Find all numbers $x$ for which $x^2 - 2x + 2 >0$.
Usually I can solve this type of questions simply by finding the zero's through factoring/quadratic equation and then imagining the graph. But what do I do if the discriminant ($b^2 - 4ac$) is negative so I get a negative number under the square root sign in the quadratic formula?
Thanks a lot
On
The discriminant of $x^2-2x+2=0$ is $b^2-4ac=(-2)^2-4(2)(1)=-4$. Meaning this quadratic has no solution.
And since $a>0$, this parabola opens upwards. Meaning any $x$ input produces a $y$ value greater than $0$.
On
Let $f(x) = ax^2 + bx +c$. If $f(x)$ never equals $0$ then the graph of this parabola can never cross the $x$ axis. So $f(x)$ is either always positive or it is always negative.

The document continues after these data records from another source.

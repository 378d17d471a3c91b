//! Generator options, loaded from `nullobj.toml`.
//!
//! Every field has a default, so an empty file (or no file at all) yields the
//! stock Unity flavoured output:
//!
//! ```toml
//! type_suffix = "AsNullObj"
//! log_call = "UnityEngine.Debug.Log"
//!
//! [[completed_tasks]]
//! type_name = "UniTask"
//! completed = "UniTask.CompletedTask"
//! ```

use std::fs;
use std::path::{Path, PathBuf};

use serde::{Deserialize, Serialize};
use thiserror::Error;

use crate::model::decl::normalize_reference;
use crate::writer::DEFAULT_INDENT_WIDTH;

/// Default options file name looked up next to the input.
pub const CONFIG_FILE_NAME: &str = "nullobj.toml";

/// Errors raised while loading or validating options.
#[derive(Debug, Error)]
pub enum ConfigError {
    /// The options file could not be read.
    #[error("failed to read config file {}: {source}", path.display())]
    Read {
        /// File path.
        path: PathBuf,
        /// Underlying I/O error.
        source: std::io::Error,
    },

    /// The options file is not valid TOML or has unknown keys.
    #[error("failed to parse config: {0}")]
    Parse(#[from] toml::de::Error),

    /// Options could not be serialized.
    #[error("failed to serialize config: {0}")]
    Serialize(#[from] toml::ser::Error),

    /// A field holds a value the generator cannot use.
    #[error("invalid config value for '{field}': {reason}")]
    Invalid {
        /// Offending field.
        field: &'static str,
        /// What is wrong with it.
        reason: String,
    },
}

/// Return-type convention whose stub returns an already completed value
/// instead of `default`.
#[derive(Debug, Clone, PartialEq, Eq, Serialize, Deserialize)]
#[serde(deny_unknown_fields)]
pub struct CompletedTaskConvention {
    /// Unqualified, non-generic type name, e.g. `UniTask`.
    pub type_name: String,
    /// Expression returned by the stub, e.g. `UniTask.CompletedTask`.
    pub completed: String,
}

impl CompletedTaskConvention {
    fn new(type_name: &str, completed: &str) -> Self {
        Self {
            type_name: type_name.to_string(),
            completed: completed.to_string(),
        }
    }
}

/// Options controlling emitted text.
#[derive(Debug, Clone, PartialEq, Eq, Serialize, Deserialize)]
#[serde(default, deny_unknown_fields)]
pub struct GeneratorOptions {
    /// Appended to the target name to form the companion name.
    pub type_suffix: String,
    /// Extension of generated files, without the dot.
    pub file_extension: String,
    /// Spaces per indentation level.
    pub indent_width: usize,
    /// Generator name written in the companion's leading comment.
    pub generator_name: String,
    /// Plain log call.
    pub log_call: String,
    /// Error-level log call.
    pub log_error_call: String,
    /// Warning-level log call.
    pub log_warning_call: String,
    /// Exception type thrown by throwing stubs.
    pub exception_type: String,
    /// Fire-and-forget async return conventions.
    pub completed_tasks: Vec<CompletedTaskConvention>,
}

impl Default for GeneratorOptions {
    fn default() -> Self {
        Self {
            type_suffix: "AsNullObj".to_string(),
            file_extension: "cs".to_string(),
            indent_width: DEFAULT_INDENT_WIDTH,
            generator_name: "NullObjectGenerator".to_string(),
            log_call: "UnityEngine.Debug.Log".to_string(),
            log_error_call: "UnityEngine.Debug.LogError".to_string(),
            log_warning_call: "UnityEngine.Debug.LogWarning".to_string(),
            exception_type: "System.Exception".to_string(),
            completed_tasks: vec![
                CompletedTaskConvention::new("UniTask", "UniTask.CompletedTask"),
                CompletedTaskConvention::new("Task", "System.Threading.Tasks.Task.CompletedTask"),
                CompletedTaskConvention::new(
                    "ValueTask",
                    "System.Threading.Tasks.ValueTask.CompletedTask",
                ),
            ],
        }
    }
}

impl GeneratorOptions {
    /// Parse and validate options from TOML text.
    pub fn from_toml_str(contents: &str) -> Result<Self, ConfigError> {
        let options: Self = toml::from_str(contents)?;
        options.validate()?;
        Ok(options)
    }

    /// Load options from a TOML file.
    pub fn load(path: &Path) -> Result<Self, ConfigError> {
        let contents = fs::read_to_string(path).map_err(|source| ConfigError::Read {
            path: path.to_path_buf(),
            source,
        })?;
        Self::from_toml_str(&contents)
    }

    /// Render the options as TOML.
    pub fn to_toml_string(&self) -> Result<String, ConfigError> {
        Ok(toml::to_string_pretty(self)?)
    }

    /// Reject values that would produce uncompilable output.
    pub fn validate(&self) -> Result<(), ConfigError> {
        let required = [
            ("type_suffix", &self.type_suffix),
            ("file_extension", &self.file_extension),
            ("log_call", &self.log_call),
            ("log_error_call", &self.log_error_call),
            ("log_warning_call", &self.log_warning_call),
            ("exception_type", &self.exception_type),
        ];
        for (field, value) in required {
            if value.trim().is_empty() {
                return Err(ConfigError::Invalid {
                    field,
                    reason: "must not be empty".to_string(),
                });
            }
        }
        if self.file_extension.starts_with('.') {
            return Err(ConfigError::Invalid {
                field: "file_extension",
                reason: format!("'{}' must not start with a dot", self.file_extension),
            });
        }
        if let Some(convention) = self
            .completed_tasks
            .iter()
            .find(|c| c.type_name.trim().is_empty() || c.completed.trim().is_empty())
        {
            return Err(ConfigError::Invalid {
                field: "completed_tasks",
                reason: format!(
                    "entry '{}' needs both type_name and completed",
                    convention.type_name
                ),
            });
        }
        Ok(())
    }

    /// Name of the companion type for `simple_name`.
    pub fn companion_name(&self, simple_name: &str) -> String {
        format!("{simple_name}{}", self.type_suffix)
    }

    /// Generated file name for `simple_name`, e.g. `FooAsNullObj.g.cs`.
    pub fn file_name(&self, simple_name: &str) -> String {
        format!("{simple_name}{}", self.file_name_suffix())
    }

    /// Ending shared by every generated companion file, e.g. `AsNullObj.g.cs`.
    pub fn file_name_suffix(&self) -> String {
        format!("{}.g.{}", self.type_suffix, self.file_extension)
    }

    /// Completed value for `return_type` when it follows a fire-and-forget
    /// convention. Only the unqualified, non-generic form matches.
    pub fn completed_value(&self, return_type: &str) -> Option<&str> {
        let name = normalize_reference(return_type);
        if name.contains('<') {
            return None;
        }
        let simple = name.rsplit('.').next().unwrap_or(name);
        self.completed_tasks
            .iter()
            .find(|convention| convention.type_name == simple)
            .map(|convention| convention.completed.as_str())
    }
}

$f(x) = x^2 -2x + 2$ is never equal to zero as $b^2 - 4ac = 4 - 8 = -4 < 0$ as you pointed out. So it is either always positive or always negative.
$f(0) = 2 > 0$ so $f(x)$ is always positive.
So $x^2 -2x + 2 > 0$ for all real $x$.
You can complete the square, which changes the inequality to $$(x-1)^2+1>0$$ Note that this is true for all $x$, because $(x-1)^2\ge 0$.